Court interpreter scheduling: a playbook for clerks

How clerks in Minnesota district courts source qualified court interpreters, what counts as 'qualified' for the bench, and the three places this process usually breaks down.

Lingfaro 2 min read

District court calendars run on the assumption that the interpreter will be in the room when the case is called. When they aren’t, the case continues, the parties come back, and the calendar congests. The pattern is uniform enough that you can predict where the breakdown will happen on a Tuesday morning calendar by reading the cause numbers.

The three breakdowns

Late scheduling. The interpreter is requested less than 72 hours before the hearing. For the top three languages (Spanish, Somali, Hmong), this usually works. For Karen, Karenni, Oromo, or Pashto, it usually doesn’t. The roster is small. The interpreters are working.

No fallback when the primary cancels. The single-interpreter request model has no automatic second tier. When the primary cancels at 7am, the scheduler emails the next name on the list and waits. By 9am, the case is continued.

Modality mismatch. A telephonic appointment was scheduled. The hearing turns out to involve testimony from a vulnerable witness, body-language is load-bearing, and the judge wants on-site. The interpreter is two counties away.

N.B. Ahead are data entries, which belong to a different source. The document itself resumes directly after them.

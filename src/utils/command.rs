use std::io::{self, Read};
use std::path::Path;
use std::process::{Child, Command, Stdio};
use std::thread::{self, JoinHandle};
use std::time::Duration;

use wait_timeout::ChildExt;

#[derive(Debug, Clone, Default)]
pub struct CommandResult {
    pub success: bool,
    pub stdout: String,
    pub stderr: String,
    pub exit_code: Option<i32>,
    pub timed_out: bool,
}

pub struct CommandExecutor;

impl CommandExecutor {
    /// Run a program to completion in `cwd`, capturing its output
    pub fn execute(program: &str, args: &[&str], cwd: Option<&Path>) -> io::Result<CommandResult> {
        let mut command = Command::new(program);
        command.args(args);
        if let Some(dir) = cwd {
            command.current_dir(dir);
        }
        let output = command.output()?;

        Ok(CommandResult {
            success: output.status.success(),
            stdout: String::from_utf8_lossy(&output.stdout).to_string(),
            stderr: String::from_utf8_lossy(&output.stderr).to_string(),
            exit_code: output.status.code(),
            timed_out: false,
        })
    }

    /// Check if a command is available in the system PATH
    pub fn is_command_available(command: &str) -> bool {
        Command::new("which")
            .arg(command)
            .output()
            .map(|output| output.status.success())
            .unwrap_or(false)
    }

    /// Run `command` with a wall-clock deadline. The child is killed when
    /// the deadline passes and the result is marked `timed_out`.
    pub fn execute_with_deadline(command: &mut Command, deadline: Duration) -> io::Result<CommandResult> {
        let mut child = command
            .stdin(Stdio::null())
            .stdout(Stdio::piped())
            .stderr(Stdio::piped())
            .spawn()?;

        // Drain both pipes concurrently so a chatty child never blocks
        let stdout = drain(child.stdout.take());
        let stderr = drain(child.stderr.take());

        let (status, timed_out) = match child.wait_timeout(deadline)? {
            Some(status) => (status, false),
            None => (kill_and_reap(&mut child)?, true),
        };

        Ok(CommandResult {
            success: status.success() && !timed_out,
            stdout: join_output(stdout),
            stderr: join_output(stderr),
            exit_code: status.code(),
            timed_out,
        })
    }
}

fn drain<R: Read + Send + 'static>(pipe: Option<R>) -> Option<JoinHandle<Vec<u8>>> {
    pipe.map(|mut pipe| {
        thread::spawn(move || {
            let mut buffer = Vec::new();
            let _ = pipe.read_to_end(&mut buffer);
            buffer
        })
    })
}

fn join_output(reader: Option<JoinHandle<Vec<u8>>>) -> String {
    reader
        .and_then(|handle| handle.join().ok())
        .map(|bytes| String::from_utf8_lossy(&bytes).to_string())
        .unwrap_or_default()
}

fn kill_and_reap(child: &mut Child) -> io::Result<std::process::ExitStatus> {
    child.kill()?;
    child.wait()
}

#[cfg(all(test, unix))]
mod tests {
    use super::*;

    #[test]
    fn captures_both_streams_and_exit_code() {
        let mut command = Command::new("sh");
        command.args(["-c", "echo out; echo err >&2; exit 3"]);
        let result = CommandExecutor::execute_with_deadline(&mut command, Duration::from_secs(10)).unwrap();
        assert_eq!(result.stdout, "out\n");
        assert_eq!(result.stderr, "err\n");
        assert_eq!(result.exit_code, Some(3));
        assert!(!result.success);
        assert!(!result.timed_out);
    }

    #[test]
    fn deadline_kills_the_child() {
        let mut command = Command::new("sleep");
        command.arg("30");
        let result = CommandExecutor::execute_with_deadline(&mut command, Duration::from_millis(200)).unwrap();
        assert!(result.timed_out);
        assert!(!result.success);
    }

    #[test]
    fn execute_runs_in_directory() {
        let dir = tempfile::tempdir().unwrap();
        let result = CommandExecutor::execute("pwd", &[], Some(dir.path())).unwrap();
        assert!(result.success);
        let reported = std::fs::canonicalize(result.stdout.trim()).unwrap();
        assert_eq!(reported, std::fs::canonicalize(dir.path()).unwrap());
    }
}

What working programs do differently

They request interpreters at the point of case scheduling, not the day before. They request a primary plus a documented backup. They default to on-site for evidentiary matters and VRI for arraignments and case management calls. They keep a running log of which interpreters honor their commitments and which don’t, and they use it.

If you’re standing up this process from scratch, start with the calendar itself. Add interpretation as a scheduling block, not as an afterthought appended to the docket.

Frequently asked

Does the Minnesota State Court Interpreter Roster cover every case? +
It covers spoken-language interpretation in the 16 most-requested languages. For less-common languages and for ASL, courts source from outside the roster but must still document interpreter qualifications on the record. The court administrator can authorize off-roster appointments via the standard order.
What happens when the scheduled interpreter doesn't show? +
The judge has three options under Rule 8 of the Code of Professional Responsibility for Interpreters: continue the matter, proceed with a substitute qualified interpreter, or proceed via remote VRI if the equipment supports the language and the parties consent on the record. The third option is now the most common in Greater Minnesota.
Who pays the interpreter, the court or the parties? +
In criminal matters and most civil matters where one party is LEP, the court pays. The Minnesota Judicial Branch reimburses district courts via the State Court Interpreter Program. Parties never pay out-of-pocket for court-required interpretation.